Es waren einmal (wie der Priester gesagt hatte) drei Brüder aus dem berühmten Haus Beucelair. Roilants Vater und Roilants zwei Onkel. Und die beiden Onkel hatten sich unbedacht an einer Hofintrige hier in Heruzala beteiligt, die von dem damaligen König, Malbans Vater, aufgedeckt wurde. Die Angelegenheit wurde gütlich geregelt. Die Verschwörer wurden begnadigt und legten einen neuen Treueeid ab. (Wenige Jahre später war der alte König in der Schlacht gestorben, während des letzten Krieges zwischen Heruzala und Kyros, bevor Malban auf Betreiben der Königin Frieden schloß.) Aber trotz Begnadigung und Treueschwur fielen die beiden Brüder in Ungnade, und daran änderte sich auch nichts, als der alte König starb. Ihr Vermögen schrumpfte, und auf der Rangleiter sanken sie immer tiefer.

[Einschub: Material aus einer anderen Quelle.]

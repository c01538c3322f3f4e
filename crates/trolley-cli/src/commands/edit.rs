use trolley_core::models::parse_items;

use crate::commands::common::{carry_checked_state, open_workspace};
use crate::commands::GlobalOptions;
use crate::error::CliError;

pub async fn run_edit(
    options: &GlobalOptions,
    list_query: &str,
    name: Option<&str>,
    items_text: Option<&str>,
) -> Result<(), CliError> {
    let workspace = open_workspace(options).await?;
    let result = async {
        let list = workspace.resolve_list(list_query).await?;
        let name = name.unwrap_or(&list.name);
        let items = items_text.map_or_else(
            || list.items.clone(),
            |text| carry_checked_state(&list.items, parse_items(text)),
        );
        let updated = workspace.gateway.update(&list.id, name, &items).await?;
        workspace.persist_view().await?;
        Ok::<_, CliError>(updated)
    }
    .await;
    workspace.finish().await;

    println!("{}", result?.id);
    Ok(())
}
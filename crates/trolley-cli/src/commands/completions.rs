use std::io::{self, Write};
use std::path::Path;

use clap::CommandFactory;
use clap_complete::aot::Generator;
use clap_complete::{generate, shells};

use crate::cli::{Cli, CompletionShell};
use crate::error::CliError;

pub fn run_completions(shell: CompletionShell, output_path: Option<&Path>) -> Result<(), CliError> {
    let buffer = render_completions(shell);
    if let Some(path) = output_path {
        std::fs::write(path, &buffer)?;
        println!("{}", path.display());
    } else {
        io::stdout().write_all(&buffer)?;
    }
    Ok(())
}

pub fn render_completions(shell: CompletionShell) -> Vec<u8> {
    let mut command = Cli::command();
    let mut buffer = Vec::new();
    match shell {
        CompletionShell::Bash => generate_for_shell(shells::Bash, &mut command, &mut buffer),
        CompletionShell::Zsh => generate_for_shell(shells::Zsh, &mut command, &mut buffer),
        CompletionShell::Fish => generate_for_shell(shells::Fish, &mut command, &mut buffer),
    }
    buffer
}

fn generate_for_shell<G: Generator>(
    generator: G,
    command: &mut clap::Command,
    buffer: &mut Vec<u8>,
) {
    generate(generator, command, "trolley", buffer);
}
//! Mutation gateway
//!
//! Every user-initiated write goes through here. Each operation checks the
//! session, connectivity, and ownership on its own, writes to the remote
//! store, and only then reflects the result in the session's view. Item
//! toggles are the exception: they flip the view first and roll back if the
//! remote write fails.

use crate::cache::CacheStore;
use crate::error::{Error, Result};
use crate::models::{
    normalize_email, normalize_items, normalize_name, Item, ListDraft, ListId, ShoppingList,
    UserId, UserProfile, Visibility,
};
use crate::remote::RemoteListSource;
use crate::session::SessionContext;
use crate::util::unix_millis_now;

/// Result of toggling an item
#[derive(Debug, Clone, Copy, PartialEq, Eq)]
pub enum ToggleOutcome {
    /// Written to the remote store.
    Synced,
    /// Offline: kept in the view only, until the next snapshot replaces it.
    LocalOnly,
}

pub struct MutationGateway<R, C> {
    session: SessionContext<R, C>,
}

impl<R, C> Clone for MutationGateway<R, C> {
    fn clone(&self) -> Self {
        Self {
            session: self.session.clone(),
        }
    }
}

impl<R: RemoteListSource, C: CacheStore> MutationGateway<R, C> {
    pub const fn new(session: SessionContext<R, C>) -> Self {
        Self { session }
    }

    pub const fn session(&self) -> &SessionContext<R, C> {
        &self.session
    }

    fn user(&self) -> &UserId {
        self.session.user()
    }

    fn remote(&self) -> &R {
        &self.session.backend().remote
    }

    fn require_online(&self, operation: &'static str) -> Result<()> {
        self.session.ensure_active()?;
        if self.session.is_online() {
            Ok(())
        } else {
            Err(Error::Offline(operation))
        }
    }

    /// Fresh read of a list the current user owns.
    async fn owned_list(&self, id: &ListId) -> Result<ShoppingList> {
        let list = self
            .remote()
            .fetch(id)
            .await?
            .ok_or_else(|| Error::NotFound(id.to_string()))?;
        if !list.is_owned_by(self.user()) {
            return Err(Error::Permission(format!(
                "{} does not own list {id}",
                self.user()
            )));
        }
        Ok(list)
    }

    /// Re-read a list after writing it and merge the stored copy into the
    /// view. `written` stands in when the re-read fails. A copy the
    /// subscription delivered in the meantime is kept if it is newer.
    async fn reflect_write(&self, written: ShoppingList) -> ShoppingList {
        let list = match self.remote().fetch(&written.id).await {
            Ok(Some(stored)) => stored,
            Ok(None) => written,
            Err(error) => {
                tracing::debug!(list_id = %written.id, %error, "Re-read after write failed");
                written
            }
        };
        self.session.view().lock().await.upsert_if_newer(list.clone());
        list
    }

    pub async fn create<S: AsRef<str>>(
        &self,
        name: &str,
        items: &[S],
        visibility: Visibility,
    ) -> Result<ShoppingList> {
        let draft = ListDraft::new(name, items, visibility)?;
        self.require_online("create a list")?;

        let list = self.remote().create(self.user(), &draft).await?;
        tracing::info!(list_id = %list.id, user = %self.user(), "Created list");
        self.session.view().lock().await.upsert(list.clone());
        Ok(list)
    }

    /// Rename and rewrite items. Owner only; sharing and ownership are untouched.
    pub async fn update(&self, id: &ListId, name: &str, items: &[Item]) -> Result<ShoppingList> {
        let name = normalize_name(name)?;
        let items = normalize_items(items.iter().cloned());
        self.require_online("update a list")?;

        let mut list = self.owned_list(id).await?;
        self.remote()
            .update_contents(self.user(), id, &name, &items)
            .await?;

        list.name = name;
        list.items = items;
        list.updated_at = unix_millis_now();
        tracing::info!(list_id = %id, "Updated list");
        Ok(self.reflect_write(list).await)
    }

    /// Delete a list. Deleting one that is already gone succeeds.
    pub async fn delete(&self, id: &ListId) -> Result<()> {
        self.require_online("delete a list")?;

        match self.owned_list(id).await {
            Ok(_) => match self.remote().delete(self.user(), id).await {
                Ok(()) | Err(Error::NotFound(_)) => {}
                Err(error) => return Err(error),
            },
            Err(Error::NotFound(_)) => {
                tracing::debug!(list_id = %id, "List already deleted");
            }
            Err(error) => return Err(error),
        }

        tracing::info!(list_id = %id, "Deleted list");
        self.session.view().lock().await.remove(id);
        Ok(())
    }

    /// Grant `target` access to a list the current user owns.
    pub async fn share(&self, id: &ListId, target: &UserId) -> Result<()> {
        if target.as_str().trim().is_empty() {
            return Err(Error::Validation(
                "Please enter a user to share with.".to_string(),
            ));
        }
        if target == self.user() {
            return Err(Error::Validation(
                "You cannot share a list with yourself.".to_string(),
            ));
        }
        self.require_online("share a list")?;

        let mut list = self.owned_list(id).await?;
        let duplicate = || Error::DuplicateShare {
            list_id: id.to_string(),
            user_id: target.to_string(),
        };
        if list.shared_with.contains(target) {
            return Err(duplicate());
        }
        if !self.remote().add_shared_user(self.user(), id, target).await? {
            return Err(duplicate());
        }

        list.shared_with.insert(target.clone());
        list.updated_at = unix_millis_now();
        tracing::info!(list_id = %id, target = %target, "Shared list");
        self.reflect_write(list).await;
        Ok(())
    }

    /// Resolve `email` through the user directory, then share with that user.
    pub async fn share_by_email(&self, id: &ListId, email: &str) -> Result<UserProfile> {
        let email = normalize_email(email);
        if email.is_empty() {
            return Err(Error::Validation(
                "Please enter an email address.".to_string(),
            ));
        }
        self.require_online("share a list")?;

        let profile = self
            .remote()
            .find_user_by_email(&email)
            .await?
            .ok_or(Error::UserNotFound(email))?;
        self.share(id, &profile.id).await?;
        Ok(profile)
    }

    /// Flip an item's checked flag in the view, then write the whole items
    /// array. A failed write restores the flag unless a newer snapshot has
    /// already changed it.
    pub async fn toggle_item_checked(&self, id: &ListId, index: usize) -> Result<ToggleOutcome> {
        self.session.ensure_active()?;

        let (checked, items) = {
            let mut view = self.session.view().lock().await;
            let list = view
                .find_mut(id)
                .ok_or_else(|| Error::NotFound(id.to_string()))?;
            let item = list
                .items
                .get_mut(index)
                .ok_or_else(|| {
                    Error::Validation(format!("List has no item {}.", index.saturating_add(1)))
                })?;
            item.checked = !item.checked;
            (item.checked, list.items.clone())
        };

        if !self.session.is_online() {
            tracing::debug!(list_id = %id, index, "Item toggled offline; not synced");
            return Ok(ToggleOutcome::LocalOnly);
        }

        match self.remote().replace_items(self.user(), id, &items).await {
            Ok(()) => Ok(ToggleOutcome::Synced),
            Err(error) => {
                tracing::warn!(list_id = %id, index, %error, "Reverting item toggle");
                let mut view = self.session.view().lock().await;
                if let Some(item) = view
                    .find_mut(id)
                    .and_then(|list| list.items.get_mut(index))
                {
                    if item.checked == checked {
                        item.checked = !checked;
                    }
                }
                Err(error)
            }
        }
    }
}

Nur der dritte Bruder, Roilants Vater - der sich an der Verschwörung nicht beteiligt hatte - genoß weiterhin die Gunst des Königshauses und mehrte seinen Reichtum.
Als Eliset geboren wurde, war Roilant ein Jahr alt. Eliset war die legitime Tochter seines Onkels Gerris von Flor. Man mußte die Legitimität betonen, weil es da noch eine zwei Jahre ältere Tochter gab, die Frucht einer Liebschaft Gerris’ mit einer Dienerin. Diese Frau brachte er in einem kleinen Haus in dem nahen Cassireia unter - aber in dem Maße, wie seine Schulden wuchsen, verkam das Haus immer mehr zu einer kaum noch menschenwürdigen Behausung. Die Tochter wurde auf den aristokratischen Namen Valia getauft, legitimiert und in das Herrenhaus in Flor aufgenommen. Dort wuchs sie zusammen mit Eliset auf, die möglicherweise eifersüchtig auf diesen Eindringling gewesen war, den ihr Vater scheinbar bevorzugte. Auch was das Äußere betraf, gab es zwischen den beiden Mädchen keine Ähnlichkeit. Valias östliches Blut offenbarte sich in ihrer olivfarbenen Haut, den dunklen Zöpfen und einem frühreifen Körper. Eliset dagegen hatte Haare so gelb wie Narzissen, schneeweiße Haut und war knabenhaft schlank. Trotz dieser Unähnlichkeit standen beide in dem Ruf großer Schönheit.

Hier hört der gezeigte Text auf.